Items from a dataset
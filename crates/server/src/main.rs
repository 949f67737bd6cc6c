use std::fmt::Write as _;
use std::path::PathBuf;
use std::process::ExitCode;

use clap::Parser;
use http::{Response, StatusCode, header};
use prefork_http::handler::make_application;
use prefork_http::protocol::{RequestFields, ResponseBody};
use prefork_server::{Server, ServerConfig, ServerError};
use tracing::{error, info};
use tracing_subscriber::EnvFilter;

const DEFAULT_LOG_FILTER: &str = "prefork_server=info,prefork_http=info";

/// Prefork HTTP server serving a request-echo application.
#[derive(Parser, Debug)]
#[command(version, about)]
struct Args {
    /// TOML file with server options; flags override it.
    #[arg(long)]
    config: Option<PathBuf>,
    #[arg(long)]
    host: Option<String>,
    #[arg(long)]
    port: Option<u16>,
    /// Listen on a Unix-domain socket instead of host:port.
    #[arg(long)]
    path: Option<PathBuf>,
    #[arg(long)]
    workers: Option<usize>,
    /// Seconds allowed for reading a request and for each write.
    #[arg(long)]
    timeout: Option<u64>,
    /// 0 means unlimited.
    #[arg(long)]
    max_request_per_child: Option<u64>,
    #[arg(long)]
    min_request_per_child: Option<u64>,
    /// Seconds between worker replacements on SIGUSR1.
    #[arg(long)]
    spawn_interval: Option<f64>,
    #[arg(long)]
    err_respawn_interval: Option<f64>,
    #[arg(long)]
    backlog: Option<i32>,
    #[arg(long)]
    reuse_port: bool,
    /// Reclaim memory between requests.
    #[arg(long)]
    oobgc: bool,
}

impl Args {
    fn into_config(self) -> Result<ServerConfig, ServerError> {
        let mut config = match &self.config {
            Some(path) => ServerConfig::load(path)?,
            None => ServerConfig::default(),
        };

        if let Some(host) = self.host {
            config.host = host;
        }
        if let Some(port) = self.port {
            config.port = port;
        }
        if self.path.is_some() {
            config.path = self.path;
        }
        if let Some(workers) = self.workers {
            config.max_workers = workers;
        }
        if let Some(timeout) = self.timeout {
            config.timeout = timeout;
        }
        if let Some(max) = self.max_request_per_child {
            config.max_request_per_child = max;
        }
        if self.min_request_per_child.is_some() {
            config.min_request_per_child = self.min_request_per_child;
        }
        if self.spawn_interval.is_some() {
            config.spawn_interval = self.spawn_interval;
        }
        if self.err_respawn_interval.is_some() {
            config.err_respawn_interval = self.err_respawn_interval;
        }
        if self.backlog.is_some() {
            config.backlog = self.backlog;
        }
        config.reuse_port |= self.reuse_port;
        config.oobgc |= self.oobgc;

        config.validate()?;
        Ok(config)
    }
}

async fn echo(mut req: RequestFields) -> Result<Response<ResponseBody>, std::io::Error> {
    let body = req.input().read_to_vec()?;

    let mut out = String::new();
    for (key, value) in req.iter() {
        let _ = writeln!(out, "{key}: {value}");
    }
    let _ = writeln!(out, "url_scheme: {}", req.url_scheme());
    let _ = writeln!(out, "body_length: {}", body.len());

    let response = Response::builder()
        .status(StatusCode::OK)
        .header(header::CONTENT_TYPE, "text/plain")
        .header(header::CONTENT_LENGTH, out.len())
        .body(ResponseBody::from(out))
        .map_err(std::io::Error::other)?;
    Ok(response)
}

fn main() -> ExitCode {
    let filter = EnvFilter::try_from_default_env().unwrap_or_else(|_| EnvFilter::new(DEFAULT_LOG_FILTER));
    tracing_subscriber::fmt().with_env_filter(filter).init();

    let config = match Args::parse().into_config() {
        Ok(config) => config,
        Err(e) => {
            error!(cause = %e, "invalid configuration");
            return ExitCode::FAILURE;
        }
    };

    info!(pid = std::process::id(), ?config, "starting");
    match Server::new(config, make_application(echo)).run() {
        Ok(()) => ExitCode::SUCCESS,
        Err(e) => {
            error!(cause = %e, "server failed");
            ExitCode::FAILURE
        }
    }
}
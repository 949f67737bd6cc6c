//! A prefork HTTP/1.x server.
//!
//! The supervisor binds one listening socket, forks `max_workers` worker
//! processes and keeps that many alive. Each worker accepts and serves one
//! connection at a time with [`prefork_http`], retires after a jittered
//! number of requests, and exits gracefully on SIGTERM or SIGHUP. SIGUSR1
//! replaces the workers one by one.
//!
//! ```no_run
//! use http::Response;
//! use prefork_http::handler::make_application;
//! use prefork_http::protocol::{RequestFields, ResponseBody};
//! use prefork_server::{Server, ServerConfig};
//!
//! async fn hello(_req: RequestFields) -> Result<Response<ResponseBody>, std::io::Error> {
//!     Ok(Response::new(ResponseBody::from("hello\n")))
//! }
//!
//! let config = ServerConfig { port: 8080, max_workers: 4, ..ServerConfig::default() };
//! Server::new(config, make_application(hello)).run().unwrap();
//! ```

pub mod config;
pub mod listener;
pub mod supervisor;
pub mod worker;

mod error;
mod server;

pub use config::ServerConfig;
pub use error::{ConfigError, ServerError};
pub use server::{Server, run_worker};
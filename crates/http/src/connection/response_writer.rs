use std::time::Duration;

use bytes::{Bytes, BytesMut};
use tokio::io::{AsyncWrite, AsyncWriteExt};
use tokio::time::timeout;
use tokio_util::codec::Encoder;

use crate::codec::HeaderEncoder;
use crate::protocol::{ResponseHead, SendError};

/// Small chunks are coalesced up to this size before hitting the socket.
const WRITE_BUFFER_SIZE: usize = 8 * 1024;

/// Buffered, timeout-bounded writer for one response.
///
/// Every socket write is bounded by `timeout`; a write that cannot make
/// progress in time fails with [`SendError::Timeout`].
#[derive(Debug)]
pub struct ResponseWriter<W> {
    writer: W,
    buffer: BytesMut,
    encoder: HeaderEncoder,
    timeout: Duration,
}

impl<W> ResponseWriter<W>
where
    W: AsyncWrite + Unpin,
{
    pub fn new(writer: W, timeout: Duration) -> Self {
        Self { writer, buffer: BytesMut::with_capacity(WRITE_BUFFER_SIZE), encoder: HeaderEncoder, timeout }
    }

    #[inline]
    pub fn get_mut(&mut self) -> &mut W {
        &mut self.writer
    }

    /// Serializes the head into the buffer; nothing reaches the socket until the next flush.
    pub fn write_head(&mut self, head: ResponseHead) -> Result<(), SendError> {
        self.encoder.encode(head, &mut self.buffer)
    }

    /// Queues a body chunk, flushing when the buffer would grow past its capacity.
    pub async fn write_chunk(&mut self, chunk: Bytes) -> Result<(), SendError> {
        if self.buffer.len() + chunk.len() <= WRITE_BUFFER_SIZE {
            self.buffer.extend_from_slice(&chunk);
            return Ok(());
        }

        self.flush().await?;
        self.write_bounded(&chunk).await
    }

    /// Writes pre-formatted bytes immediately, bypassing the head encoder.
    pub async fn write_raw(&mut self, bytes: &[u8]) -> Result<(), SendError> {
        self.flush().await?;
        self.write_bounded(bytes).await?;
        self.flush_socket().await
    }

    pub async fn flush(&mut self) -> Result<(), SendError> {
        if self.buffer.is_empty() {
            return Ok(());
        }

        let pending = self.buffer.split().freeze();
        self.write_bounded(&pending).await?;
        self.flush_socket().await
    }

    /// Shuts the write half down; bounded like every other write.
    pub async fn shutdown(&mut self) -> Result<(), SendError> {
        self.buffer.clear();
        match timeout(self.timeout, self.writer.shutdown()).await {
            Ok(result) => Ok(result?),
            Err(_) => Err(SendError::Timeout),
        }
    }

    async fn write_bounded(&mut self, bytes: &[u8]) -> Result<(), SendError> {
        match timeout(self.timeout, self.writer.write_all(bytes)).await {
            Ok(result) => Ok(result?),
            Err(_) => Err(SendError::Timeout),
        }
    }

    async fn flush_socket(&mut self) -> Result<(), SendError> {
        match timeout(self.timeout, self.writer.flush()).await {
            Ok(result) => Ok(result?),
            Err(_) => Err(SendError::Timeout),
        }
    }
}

• _EXERCISE GOAL_
Exactly the lines running from the top of the records to the line that contains "fn into_config(self) ->", inclusive, must be set down, and nothing more.

• _EXERCISE RESPONSE_
filename crates/server/src/main.rs
repository 949f67737bd6cc6c
use std::fmt::Write as _;
use std::path::PathBuf;
use std::process::ExitCode;

use clap::Parser;
use http::{Response, StatusCode, header};
use prefork_http::handler::make_application;
use prefork_http::protocol::{RequestFields, ResponseBody};
use prefork_server::{Server, ServerConfig, ServerError};
use tracing::{error, info};
use tracing_subscriber::EnvFilter;

const DEFAULT_LOG_FILTER: &str = "prefork_server=info,prefork_http=info";

/// Prefork HTTP server serving a request-echo application.
#[derive(Parser, Debug)]
#[command(version, about)]
struct Args {
    /// TOML file with server options; flags override it.
    #[arg(long)]
    config: Option<PathBuf>,
    #[arg(long)]
    host: Option<String>,
    #[arg(long)]
    port: Option<u16>,
    /// Listen on a Unix-domain socket instead of host:port.
    #[arg(long)]
    path: Option<PathBuf>,
    #[arg(long)]
    workers: Option<usize>,
    /// Seconds allowed for reading a request and for each write.
    #[arg(long)]
    timeout: Option<u64>,
    /// 0 means unlimited.
    #[arg(long)]
    max_request_per_child: Option<u64>,
    #[arg(long)]
    min_request_per_child: Option<u64>,
    /// Seconds between worker replacements on SIGUSR1.
    #[arg(long)]
    spawn_interval: Option<f64>,
    #[arg(long)]
    err_respawn_interval: Option<f64>,
    #[arg(long)]
    backlog: Option<i32>,
    #[arg(long)]
    reuse_port: bool,
    /// Reclaim memory between requests.
    #[arg(long)]
    oobgc: bool,
}

impl Args {
    fn into_config(self) -> Result<ServerConfig, ServerError> {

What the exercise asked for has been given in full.